Wanda se acerca. Viste un traje oscuro de seda de cuello alto, y el griego la
acompaña. Hablan muy animados, pero no puedo coger una sola palabra. De pronto, el
griego golpea el suelo con el pié con tanta violencia que hace saltar guijarros y se pone a
sacudir su fusta en el aire. Wanda queda espantada.
¿Tiene miedo?
¿Dónde están ya?
La ha dejado; ella le llama, pero él no la oye o no quiere oírla.
Wanda mueve tristemente la cabeza y se sienta en el banco más próximo, abstraída
en sus pensamientos. Yo la contemplo con una especie de perversa alegría. Por fin, me
levanto y me acerco con aire de desdén.
—Vengo a desear a usted buena suerte —digo, inclinándome—. Ya veo que ha
encontrado usted su dueño, señora.
—¡Sí! ¡Dios sea alabado! ¡Basta de esclavos! ¡Un amo! La mujer necesita amo, y le
adora.
—De suerte que tú, Wanda, ¿amas a ese bárbaro?

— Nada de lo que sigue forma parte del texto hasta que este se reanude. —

//! Inline client
//!
//! An in-process participant that subscribes and publishes without a
//! network round trip. Each inline subscription is served by its own worker
//! task draining an ordered queue, so a handler never runs twice at once
//! for the same subscription and may itself publish (even to its own
//! filter) without deadlocking the dispatcher. Subscribing again to the
//! same filter starts the new handler only after the previous worker has
//! drained what was already queued to it.

use std::sync::Arc;

use ahash::AHashMap;
use async_trait::async_trait;
use bytes::Bytes;
use parking_lot::Mutex;
use tokio::sync::mpsc;
use tokio::task::JoinHandle;
use tracing::{debug, trace};

use super::dispatcher::{Dispatcher, Message};
use super::BrokerError;
use crate::hooks::{Access, ClientInfo, Hooks};
use crate::protocol::{QoS, SubscriptionOptions};
use crate::session::Session;
use crate::topic::{validate_topic_filter, validate_topic_name};

/// Client id of the inline session
pub const INLINE_CLIENT_ID: &str = "inline";

/// A message delivered to an inline handler
#[derive(Debug, Clone)]
pub struct InlineMessage {
    pub topic: Arc<str>,
    pub payload: Bytes,
    pub qos: QoS,
    pub retain: bool,
    /// Identifier given when subscribing
    pub subscription_id: Option<u32>,
}

/// Callback of one inline subscription
#[async_trait]
pub trait InlineHandler: Send + Sync + 'static {
    async fn on_message(&self, client: &InlineClient, message: InlineMessage);
}

/// Forwards every message into a channel
#[async_trait]
impl InlineHandler for mpsc::UnboundedSender<InlineMessage> {
    async fn on_message(&self, _client: &InlineClient, message: InlineMessage) {
        let _ = self.send(message);
    }
}

/// Handle to the broker's inline session. Cheap to clone.
#[derive(Clone)]
pub struct InlineClient {
    session: Arc<Session>,
    dispatcher: Arc<Dispatcher>,
    hooks: Arc<dyn Hooks>,
    info: ClientInfo,
    /// Latest worker per filter
    workers: Arc<Mutex<AHashMap<Arc<str>, JoinHandle<()>>>>,
}

impl InlineClient {
    pub(crate) fn new(dispatcher: Arc<Dispatcher>, hooks: Arc<dyn Hooks>) -> Self {
        let info = ClientInfo::new(INLINE_CLIENT_ID, None);
        Self {
            session: Session::inline(info.client_id.clone()),
            dispatcher,
            hooks,
            info,
            workers: Arc::default(),
        }
    }

    pub fn client_id(&self) -> &str {
        &self.info.client_id
    }

    /// False once the broker has released the inline session
    pub fn is_alive(&self) -> bool {
        self.session.is_alive()
    }

    pub(crate) fn session(&self) -> &Arc<Session> {
        &self.session
    }

    /// Subscribe `handler` to `filter`.
    ///
    /// `subscription_id` is reported back in every [`InlineMessage`]; 0
    /// means none. Subscribing again to the same filter replaces the
    /// handler. Matching retained messages are queued to the handler before
    /// any live message.
    pub async fn subscribe<H: InlineHandler>(
        &self,
        filter: &str,
        subscription_id: u32,
        handler: H,
    ) -> Result<(), BrokerError> {
        validate_topic_filter(filter).map_err(BrokerError::InvalidTopicFilter)?;
        if !self.is_alive() {
            return Err(BrokerError::Closed);
        }

        let options = SubscriptionOptions::with_qos(QoS::AtLeastOnce);
        let access = Access::Subscribe {
            filter,
            qos: options.qos,
        };
        if !self.hooks.on_authorize(&self.info, access).await? {
            debug!("Inline subscription to {} not authorized", filter);
            return Err(BrokerError::NotAuthorized);
        }

        let identifier = (subscription_id != 0).then_some(subscription_id);
        let filter: Arc<str> = Arc::from(filter);
        let (tx, mut rx) = mpsc::unbounded_channel::<InlineMessage>();

        {
            let _gate = self.session.gate();
            self.session.attach_sink(filter.clone(), tx);
            let existed = match self
                .dispatcher
                .registry()
                .subscribe(&self.session, &filter, options, identifier)
            {
                Ok(existed) => existed,
                Err(why) => {
                    self.session.detach_sink(&filter);
                    return Err(if self.is_alive() {
                        BrokerError::InvalidTopicFilter(why)
                    } else {
                        BrokerError::Closed
                    });
                }
            };
            self.dispatcher
                .deliver_retained(&self.session, &filter, options, identifier, existed);

            let mut workers = self.workers.lock();
            workers.retain(|_, worker| !worker.is_finished());
            // Replacing the sink closed the previous queue; it ends once drained
            let previous = workers.remove(&filter);
            let client = self.clone();
            let name = filter.clone();
            let worker = tokio::spawn(async move {
                if let Some(previous) = previous {
                    let _ = previous.await;
                }
                while let Some(message) = rx.recv().await {
                    handler.on_message(&client, message).await;
                }
                trace!("Inline worker for {} stopped", name);
            });
            workers.insert(filter, worker);
        }
        Ok(())
    }

    /// Remove the subscription to `filter`; returns whether it existed.
    /// Messages already queued to its handler are still processed.
    pub fn unsubscribe(&self, filter: &str) -> bool {
        let _gate = self.session.gate();
        let existed = self.dispatcher.unsubscribe(self.session.id(), filter);
        self.session.detach_sink(filter);
        existed
    }

    /// Publish through the dispatcher. QoS above 1 is downgraded to 1.
    ///
    /// Returns the number of subscribers the message was handed to.
    pub async fn publish(
        &self,
        topic: &str,
        payload: impl Into<Bytes>,
        retain: bool,
        qos: QoS,
    ) -> Result<usize, BrokerError> {
        validate_topic_name(topic).map_err(BrokerError::InvalidTopicName)?;
        if !self.is_alive() {
            return Err(BrokerError::Closed);
        }

        let qos = qos.min(QoS::AtLeastOnce);
        let access = Access::Publish { topic, qos, retain };
        if !self.hooks.on_authorize(&self.info, access).await? {
            debug!("Inline publish to {} not authorized", topic);
            return Err(BrokerError::NotAuthorized);
        }

        let message = Message::new(topic, payload, qos, retain).from_session(self.session.id());
        Ok(self.dispatcher.publish(&message))
    }
}

impl std::fmt::Debug for InlineClient {
    fn fmt(&self, f: &mut std::fmt::Formatter<'_>) -> std::fmt::Result {
        f.debug_struct("InlineClient")
            .field("session", &self.session)
            .finish()
    }
}
//! Packet encoder
//!
//! Each packet body is serialized first and the fixed header is written
//! in front of it once the remaining length is known.

use bytes::{BufMut, BytesMut};

use super::{write_binary, write_string, write_variable_int};
use crate::protocol::{
    ConnAck, Connect, Disconnect, EncodeError, Packet, ProtocolVersion, PubAck, Publish, QoS,
    ReasonCode, SubAck, Subscribe, UnsubAck, Unsubscribe,
};

pub struct Encoder {
    protocol_version: ProtocolVersion,
}

impl Encoder {
    pub fn new(version: ProtocolVersion) -> Self {
        Self {
            protocol_version: version,
        }
    }

    pub fn set_protocol_version(&mut self, version: ProtocolVersion) {
        self.protocol_version = version;
    }

    pub fn protocol_version(&self) -> ProtocolVersion {
        self.protocol_version
    }

    fn is_v5(&self) -> bool {
        self.protocol_version == ProtocolVersion::V5
    }

    /// Append the wire form of `packet` to `buf`
    pub fn encode(&self, packet: &Packet, buf: &mut BytesMut) -> Result<(), EncodeError> {
        let mut body = BytesMut::new();
        let first_byte = match packet {
            Packet::Connect(p) => {
                self.connect_body(p, &mut body)?;
                0x10
            }
            Packet::ConnAck(p) => {
                self.connack_body(p, &mut body)?;
                0x20
            }
            Packet::Publish(p) => {
                self.publish_body(p, &mut body)?;
                0x30 | ((p.dup as u8) << 3) | ((p.qos as u8) << 1) | (p.retain as u8)
            }
            Packet::PubAck(p) => {
                self.puback_body(p, &mut body)?;
                0x40
            }
            Packet::Subscribe(p) => {
                self.subscribe_body(p, &mut body)?;
                0x82
            }
            Packet::SubAck(p) => {
                self.suback_body(p, &mut body)?;
                0x90
            }
            Packet::Unsubscribe(p) => {
                self.unsubscribe_body(p, &mut body)?;
                0xA2
            }
            Packet::UnsubAck(p) => {
                self.unsuback_body(p, &mut body)?;
                0xB0
            }
            Packet::PingReq => 0xC0,
            Packet::PingResp => 0xD0,
            Packet::Disconnect(p) => {
                self.disconnect_body(p, &mut body)?;
                0xE0
            }
        };

        buf.reserve(5 + body.len());
        buf.put_u8(first_byte);
        write_variable_int(buf, body.len() as u32)?;
        buf.put_slice(&body);
        Ok(())
    }

    fn connect_body(&self, p: &Connect, body: &mut BytesMut) -> Result<(), EncodeError> {
        let v5 = p.protocol_version == ProtocolVersion::V5;

        write_string(body, "MQTT")?;
        body.put_u8(p.protocol_version as u8);

        let mut flags = 0u8;
        if p.clean_start {
            flags |= 0x02;
        }
        if let Some(ref will) = p.will {
            flags |= 0x04 | ((will.qos as u8) << 3);
            if will.retain {
                flags |= 0x20;
            }
        }
        if p.password.is_some() {
            flags |= 0x40;
        }
        if p.username.is_some() {
            flags |= 0x80;
        }
        body.put_u8(flags);
        body.put_u16(p.keep_alive);

        if v5 {
            p.properties.encode(body)?;
        }
        write_string(body, &p.client_id)?;

        if let Some(ref will) = p.will {
            if v5 {
                will.properties.encode(body)?;
            }
            write_string(body, &will.topic)?;
            write_binary(body, &will.payload)?;
        }
        if let Some(ref username) = p.username {
            write_string(body, username)?;
        }
        if let Some(ref password) = p.password {
            write_binary(body, password)?;
        }
        Ok(())
    }

    fn connack_body(&self, p: &ConnAck, body: &mut BytesMut) -> Result<(), EncodeError> {
        body.put_u8(p.session_present as u8);
        if self.is_v5() {
            body.put_u8(p.reason_code as u8);
            p.properties.encode(body)?;
        } else {
            body.put_u8(p.reason_code.to_v3_connack_code());
        }
        Ok(())
    }

    fn publish_body(&self, p: &Publish, body: &mut BytesMut) -> Result<(), EncodeError> {
        write_string(body, &p.topic)?;
        if p.qos != QoS::AtMostOnce {
            body.put_u16(p.packet_id.unwrap_or_default());
        }
        if self.is_v5() {
            p.properties.encode(body)?;
        }
        body.put_slice(&p.payload);
        Ok(())
    }

    fn puback_body(&self, p: &PubAck, body: &mut BytesMut) -> Result<(), EncodeError> {
        body.put_u16(p.packet_id);
        // v5.0 short form: success without properties is just the id
        if self.is_v5() && (p.reason_code != ReasonCode::Success || !p.properties.is_empty()) {
            body.put_u8(p.reason_code as u8);
            if !p.properties.is_empty() {
                p.properties.encode(body)?;
            }
        }
        Ok(())
    }

    fn subscribe_body(&self, p: &Subscribe, body: &mut BytesMut) -> Result<(), EncodeError> {
        body.put_u16(p.packet_id);
        if self.is_v5() {
            p.properties.encode(body)?;
        }
        for sub in &p.subscriptions {
            write_string(body, &sub.filter)?;
            body.put_u8(if self.is_v5() {
                sub.options.to_byte()
            } else {
                sub.options.qos as u8
            });
        }
        Ok(())
    }

    fn suback_body(&self, p: &SubAck, body: &mut BytesMut) -> Result<(), EncodeError> {
        body.put_u16(p.packet_id);
        if self.is_v5() {
            p.properties.encode(body)?;
            body.extend(p.reason_codes.iter().map(|c| *c as u8));
        } else {
            body.extend(p.reason_codes.iter().map(|c| c.to_v3_suback_code()));
        }
        Ok(())
    }

    fn unsubscribe_body(&self, p: &Unsubscribe, body: &mut BytesMut) -> Result<(), EncodeError> {
        body.put_u16(p.packet_id);
        if self.is_v5() {
            p.properties.encode(body)?;
        }
        for filter in &p.filters {
            write_string(body, filter)?;
        }
        Ok(())
    }

    fn unsuback_body(&self, p: &UnsubAck, body: &mut BytesMut) -> Result<(), EncodeError> {
        body.put_u16(p.packet_id);
        if self.is_v5() {
            p.properties.encode(body)?;
            body.extend(p.reason_codes.iter().map(|c| *c as u8));
        }
        Ok(())
    }

    fn disconnect_body(&self, p: &Disconnect, body: &mut BytesMut) -> Result<(), EncodeError> {
        // v3.1.1 DISCONNECT is always empty; v5.0 omits a bare normal disconnect
        if self.is_v5() && (p.reason_code != ReasonCode::Success || !p.properties.is_empty()) {
            body.put_u8(p.reason_code as u8);
            if !p.properties.is_empty() {
                p.properties.encode(body)?;
            }
        }
        Ok(())
    }
}

impl Default for Encoder {
    fn default() -> Self {
        Self::new(ProtocolVersion::V5)
    }
}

—Como no he amado nunca a nadie.
—¡Wanda! —cogí el puñal; pero las lágrimas me invadían ya los ojos, y me
sobrecogió un transporte de pasión, de dulce demencia—. ¡Bien, tómale por esposo; él será
tu dueño y yo tu esclavo mientras viva!
—¿Quieres ser mi esclavo, a pesar de todo? Sería gracioso; pero temo que no quiera
él.
—¿Él?
—Sí, está celoso de ti, ¡de ti! Ha exigido que te abandone, y cuando ha sabido que
eres...
—¡Le has dicho... —repliqué, cortado. —Todo; le he contado toda nuestra historia,
tus caprichos y, en vez de echarse a reír, se ha encolerizado...
—¿Y te amenazó?
Wanda miró al suelo y se calló.
—¡Sí, sí! —dije con amargo desdén—. Le has tenido miedo. ¡Wanda! —me lancé a
sus pies y abracé sus rodillas—. No deseo nada de ti; nada, sino ser tu esclavo, tu perro...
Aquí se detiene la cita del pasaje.